▶ **MATERIAL FOR THIS EXERCISE**:
Segment Open

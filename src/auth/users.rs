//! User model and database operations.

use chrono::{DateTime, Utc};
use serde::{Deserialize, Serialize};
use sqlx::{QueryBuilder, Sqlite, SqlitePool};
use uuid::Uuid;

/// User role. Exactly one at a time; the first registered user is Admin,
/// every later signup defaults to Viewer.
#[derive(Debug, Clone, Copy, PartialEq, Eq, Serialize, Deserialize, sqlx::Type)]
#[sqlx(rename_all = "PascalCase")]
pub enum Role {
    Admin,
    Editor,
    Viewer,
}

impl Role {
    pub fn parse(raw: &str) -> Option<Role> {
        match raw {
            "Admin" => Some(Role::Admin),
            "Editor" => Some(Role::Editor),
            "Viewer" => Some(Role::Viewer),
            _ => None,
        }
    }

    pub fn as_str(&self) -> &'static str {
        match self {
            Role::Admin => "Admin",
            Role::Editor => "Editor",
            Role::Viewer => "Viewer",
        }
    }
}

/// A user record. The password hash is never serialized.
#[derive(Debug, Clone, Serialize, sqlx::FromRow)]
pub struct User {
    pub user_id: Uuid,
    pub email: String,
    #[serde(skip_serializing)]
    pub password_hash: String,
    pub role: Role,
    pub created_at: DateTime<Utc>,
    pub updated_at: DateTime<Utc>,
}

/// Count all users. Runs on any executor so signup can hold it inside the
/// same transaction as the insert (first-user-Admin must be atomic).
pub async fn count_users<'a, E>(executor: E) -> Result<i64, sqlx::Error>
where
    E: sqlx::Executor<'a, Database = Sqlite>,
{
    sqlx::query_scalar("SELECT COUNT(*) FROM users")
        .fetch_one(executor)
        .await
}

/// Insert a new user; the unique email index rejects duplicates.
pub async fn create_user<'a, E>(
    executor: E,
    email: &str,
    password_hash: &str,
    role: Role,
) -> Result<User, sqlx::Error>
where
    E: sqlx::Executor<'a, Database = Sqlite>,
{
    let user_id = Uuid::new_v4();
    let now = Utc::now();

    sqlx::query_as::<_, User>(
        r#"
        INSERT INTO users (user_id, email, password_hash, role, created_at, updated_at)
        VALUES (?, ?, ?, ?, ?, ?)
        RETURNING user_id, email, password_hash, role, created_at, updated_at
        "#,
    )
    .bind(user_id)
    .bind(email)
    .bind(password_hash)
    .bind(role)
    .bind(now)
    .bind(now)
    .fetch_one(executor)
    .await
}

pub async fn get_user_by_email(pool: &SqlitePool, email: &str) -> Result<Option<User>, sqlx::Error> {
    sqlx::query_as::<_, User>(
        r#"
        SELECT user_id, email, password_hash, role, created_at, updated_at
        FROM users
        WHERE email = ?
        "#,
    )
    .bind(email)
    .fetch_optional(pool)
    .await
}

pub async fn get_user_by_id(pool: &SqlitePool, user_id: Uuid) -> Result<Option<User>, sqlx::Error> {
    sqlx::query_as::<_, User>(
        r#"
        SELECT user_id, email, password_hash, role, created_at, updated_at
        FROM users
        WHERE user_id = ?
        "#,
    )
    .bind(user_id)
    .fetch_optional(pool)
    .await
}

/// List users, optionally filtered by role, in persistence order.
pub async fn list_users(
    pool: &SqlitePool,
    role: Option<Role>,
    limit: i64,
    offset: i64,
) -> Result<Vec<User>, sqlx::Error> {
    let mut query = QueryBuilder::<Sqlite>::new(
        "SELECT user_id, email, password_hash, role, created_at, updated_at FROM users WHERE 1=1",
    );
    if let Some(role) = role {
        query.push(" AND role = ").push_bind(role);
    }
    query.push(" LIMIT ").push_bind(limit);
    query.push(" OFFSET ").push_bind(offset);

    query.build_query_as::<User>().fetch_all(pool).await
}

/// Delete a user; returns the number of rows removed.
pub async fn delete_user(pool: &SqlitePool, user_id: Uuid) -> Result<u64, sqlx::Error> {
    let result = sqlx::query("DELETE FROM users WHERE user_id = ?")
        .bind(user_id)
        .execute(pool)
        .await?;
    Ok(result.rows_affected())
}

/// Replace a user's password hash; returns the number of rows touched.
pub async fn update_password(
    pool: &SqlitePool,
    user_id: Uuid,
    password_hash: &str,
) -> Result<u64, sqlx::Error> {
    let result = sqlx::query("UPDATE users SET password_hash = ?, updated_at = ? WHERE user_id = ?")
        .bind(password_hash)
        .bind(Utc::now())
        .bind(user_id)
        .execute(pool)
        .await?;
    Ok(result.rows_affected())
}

Segment Closed

▶ **PROBLEM STATEMENT**: Print each entry above again, exactly as it was given.

▶ **TASK RESULT**:
filename src/auth/users.rs
//! User model and database operations.

use chrono::{DateTime, Utc};
use serde::{Deserialize, Serialize};
use sqlx::{QueryBuilder, Sqlite, SqlitePool};
use uuid::Uuid;

/// User role. Exactly one at a time; the first registered user is Admin,
/// every later signup defaults to Viewer.
#[derive(Debug, Clone, Copy, PartialEq, Eq, Serialize, Deserialize, sqlx::Type)]
#[sqlx(rename_all = "PascalCase")]
pub enum Role {
    Admin,
    Editor,
    Viewer,
}

impl Role {
    pub fn parse(raw: &str) -> Option<Role> {
        match raw {
            "Admin" => Some(Role::Admin),
            "Editor" => Some(Role::Editor),
            "Viewer" => Some(Role::Viewer),
            _ => None,
        }
    }

    pub fn as_str(&self) -> &'static str {
        match self {
            Role::Admin => "Admin",
            Role::Editor => "Editor",
            Role::Viewer => "Viewer",
        }
    }
}

/// A user record. The password hash is never serialized.
#[derive(Debug, Clone, Serialize, sqlx::FromRow)]
pub struct User {
    pub user_id: Uuid,
    pub email: String,
    #[serde(skip_serializing)]
    pub password_hash: String,
    pub role: Role,
    pub created_at: DateTime<Utc>,
    pub updated_at: DateTime<Utc>,
}

/// Count all users. Runs on any executor so signup can hold it inside the
/// same transaction as the insert (first-user-Admin must be atomic).
pub async fn count_users<'a, E>(executor: E) -> Result<i64, sqlx::Error>
where
    E: sqlx::Executor<'a, Database = Sqlite>,
{
    sqlx::query_scalar("SELECT COUNT(*) FROM users")
        .fetch_one(executor)
        .await
}

/// Insert a new user; the unique email index rejects duplicates.
pub async fn create_user<'a, E>(
    executor: E,
    email: &str,
    password_hash: &str,
    role: Role,
) -> Result<User, sqlx::Error>
where
    E: sqlx::Executor<'a, Database = Sqlite>,
{
    let user_id = Uuid::new_v4();
    let now = Utc::now();

    sqlx::query_as::<_, User>(
        r#"
        INSERT INTO users (user_id, email, password_hash, role, created_at, updated_at)
        VALUES (?, ?, ?, ?, ?, ?)
        RETURNING user_id, email, password_hash, role, created_at, updated_at
        "#,
    )
    .bind(user_id)
    .bind(email)
    .bind(password_hash)
    .bind(role)
    .bind(now)
    .bind(now)
    .fetch_one(executor)
    .await
}

pub async fn get_user_by_email(pool: &SqlitePool, email: &str) -> Result<Option<User>, sqlx::Error> {
    sqlx::query_as::<_, User>(
        r#"
        SELECT user_id, email, password_hash, role, created_at, updated_at
        FROM users
        WHERE email = ?
        "#,
    )
    .bind(email)
    .fetch_optional(pool)
    .await
}

pub async fn get_user_by_id(pool: &SqlitePool, user_id: Uuid) -> Result<Option<User>, sqlx::Error> {
    sqlx::query_as::<_, User>(
        r#"
        SELECT user_id, email, password_hash, role, created_at, updated_at
        FROM users
        WHERE user_id = ?
        "#,
    )
    .bind(user_id)
    .fetch_optional(pool)
    .await
}

/// List users, optionally filtered by role, in persistence order.
pub async fn list_users(
    pool: &SqlitePool,
    role: Option<Role>,
    limit: i64,
    offset: i64,
) -> Result<Vec<User>, sqlx::Error> {
    let mut query = QueryBuilder::<Sqlite>::new(
        "SELECT user_id, email, password_hash, role, created_at, updated_at FROM users WHERE 1=1",
    );
    if let Some(role) = role {
        query.push(" AND role = ").push_bind(role);
    }
    query.push(" LIMIT ").push_bind(limit);
    query.push(" OFFSET ").push_bind(offset);

    query.build_query_as::<User>().fetch_all(pool).await
}

/// Delete a user; returns the number of rows removed.
pub async fn delete_user(pool: &SqlitePool, user_id: Uuid) -> Result<u64, sqlx::Error> {
    let result = sqlx::query("DELETE FROM users WHERE user_id = ?")
        .bind(user_id)
        .execute(pool)
        .await?;
    Ok(result.rows_affected())
}

/// Replace a user's password hash; returns the number of rows touched.
pub async fn update_password(
    pool: &SqlitePool,
    user_id: Uuid,
    password_hash: &str,
) -> Result<u64, sqlx::Error> {
    let result = sqlx::query("UPDATE users SET password_hash = ?, updated_at = ? WHERE user_id = ?")
        .bind(password_hash)
        .bind(Utc::now())
        .bind(user_id)
        .execute(pool)
        .await?;
    Ok(result.rows_affected())
}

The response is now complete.